- _WORK REQUIRED_
The response should contain only those lines of the entries below that include the string "RestClient".

- _EXTRACTED DATA_
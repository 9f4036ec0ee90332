use crate::core::errors::ExchangeError;
use crate::core::kernel::RestClient;
use crate::core::traits::AccountInfo;
use crate::core::types::{Account as AccountBalances, ApiOutcome};
use crate::exchanges::btcmarkets::codec::WireCodec;
use crate::exchanges::btcmarkets::conversions;
use crate::exchanges::btcmarkets::rest::BtcMarketsRest;
use async_trait::async_trait;
use tracing::instrument;

/// Pair used by `get_trading_fee` when none is configured
pub const DEFAULT_FEE_PAIR: (&str, &str) = ("AUD", "AUD");

/// Authenticated account queries for BTC Markets
pub struct Account<R: RestClient> {
    rest: BtcMarketsRest<R>,
    codec: WireCodec,
    fee_pair: (String, String),
}

impl<R: RestClient> Account<R> {
    pub fn new(rest: BtcMarketsRest<R>, codec: WireCodec) -> Self {
        Self {
            rest,
            codec,
            fee_pair: (DEFAULT_FEE_PAIR.0.to_string(), DEFAULT_FEE_PAIR.1.to_string()),
        }
    }

    /// Use a different instrument/currency pair for `get_trading_fee`
    pub fn with_fee_pair(mut self, instrument: String, currency: String) -> Self {
        self.fee_pair = (instrument, currency);
        self
    }

    pub fn can_sign(&self) -> bool {
        self.rest.can_sign()
    }

    /// Trading fee rate for an explicit pair, e.g. `0.0085` for 0.85%
    #[instrument(skip(self), fields(exchange = "btcmarkets"))]
    pub async fn get_trading_fee_for(
        &self,
        instrument: &str,
        currency: &str,
    ) -> Result<ApiOutcome<f64>, ExchangeError> {
        self.rest
            .get_trading_fee(instrument, currency)
            .await?
            .and_then(|value| conversions::convert_trading_fee(&value, &self.codec))
    }
}

#[async_trait]
impl<R: RestClient> AccountInfo for Account<R> {
    #[instrument(skip(self), fields(exchange = "btcmarkets"))]
    async fn get_account_balances(&self) -> Result<ApiOutcome<AccountBalances>, ExchangeError> {
        self.rest
            .get_balances()
            .await?
            .and_then(|value| conversions::convert_balances(&value, &self.codec))
    }

    async fn get_trading_fee(&self) -> Result<ApiOutcome<f64>, ExchangeError> {
        self.get_trading_fee_for(&self.fee_pair.0, &self.fee_pair.1)
            .await
    }
}
use async_trait::async_trait;
use btcmx::core::kernel::RestClient;
use btcmx::exchanges::btcmarkets::{BtcMarketsBuilder, BtcMarketsConnector, BtcMarketsSigner};
use btcmx::{
    AccountInfo, ApiOutcome, ExchangeError, MarketDataSource, Order, OrderPlacer, OrderSide,
    OrderType,
};
use futures::future::join_all;
use serde_json::{json, Value};
use std::collections::HashMap;
use std::sync::{Arc, Mutex};

// base64("btcmx-test-secret-key")
const SECRET: &str = "YnRjbXgtdGVzdC1zZWNyZXQta2V5";
const API_KEY: &str = "test-api-key";

fn init_tracing() {
    let _ = tracing_subscriber::fmt()
        .with_test_writer()
        .with_max_level(tracing::Level::DEBUG)
        .try_init();
}

#[derive(Debug, Clone)]
struct RecordedRequest {
    method: &'static str,
    endpoint: String,
    query: Vec<(String, String)>,
    headers: HashMap<String, String>,
    body: Vec<u8>,
}

impl RecordedRequest {
    fn body_str(&self) -> &str {
        std::str::from_utf8(&self.body).unwrap()
    }

    fn body_json(&self) -> Value {
        serde_json::from_slice(&self.body).unwrap()
    }
}

type Responder = dyn Fn(&RecordedRequest) -> Result<Value, ExchangeError> + Send + Sync;

/// In-memory transport that records every request and answers from a closure
#[derive(Clone)]
struct MockRest {
    requests: Arc<Mutex<Vec<RecordedRequest>>>,
    responder: Arc<Responder>,
}

impl MockRest {
    fn new<F>(responder: F) -> Self
    where
        F: Fn(&RecordedRequest) -> Result<Value, ExchangeError> + Send + Sync + 'static,
    {
        Self {
            requests: Arc::new(Mutex::new(Vec::new())),
            responder: Arc::new(responder),
        }
    }

    fn replying(value: Value) -> Self {
        Self::new(move |_| Ok(value.clone()))
    }

    fn requests(&self) -> Vec<RecordedRequest> {
        self.requests.lock().unwrap().clone()
    }

    fn record(&self, request: RecordedRequest) -> Result<Value, ExchangeError> {
        let response = (self.responder)(&request);
        self.requests.lock().unwrap().push(request);
        response
    }
}

#[async_trait]
impl RestClient for MockRest {
    async fn get(
        &self,
        endpoint: &str,
        query_params: &[(&str, &str)],
        headers: &HashMap<String, String>,
    ) -> Result<Value, ExchangeError> {
        self.record(RecordedRequest {
            method: "GET",
            endpoint: endpoint.to_string(),
            query: query_params
                .iter()
                .map(|(k, v)| ((*k).to_string(), (*v).to_string()))
                .collect(),
            headers: headers.clone(),
            body: Vec::new(),
        })
    }

    async fn post(
        &self,
        endpoint: &str,
        headers: &HashMap<String, String>,
        body: &[u8],
    ) -> Result<Value, ExchangeError> {
        self.record(RecordedRequest {
            method: "POST",
            endpoint: endpoint.to_string(),
            query: Vec::new(),
            headers: headers.clone(),
            body: body.to_vec(),
        })
    }
}

fn signed_connector(mock: &MockRest) -> BtcMarketsConnector<MockRest> {
    BtcMarketsBuilder::new()
        .with_credentials(API_KEY.to_string(), SECRET.to_string())
        .build_with_client(mock.clone())
        .unwrap()
}

fn read_only_connector(mock: &MockRest) -> BtcMarketsConnector<MockRest> {
    BtcMarketsBuilder::new()
        .build_with_client(mock.clone())
        .unwrap()
}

- _ANSWER TO THE EXERCISE_
use crate::core::kernel::RestClient;
pub struct Account<R: RestClient> {
impl<R: RestClient> Account<R> {
impl<R: RestClient> AccountInfo for Account<R> {
use btcmx::core::kernel::RestClient;
impl RestClient for MockRest {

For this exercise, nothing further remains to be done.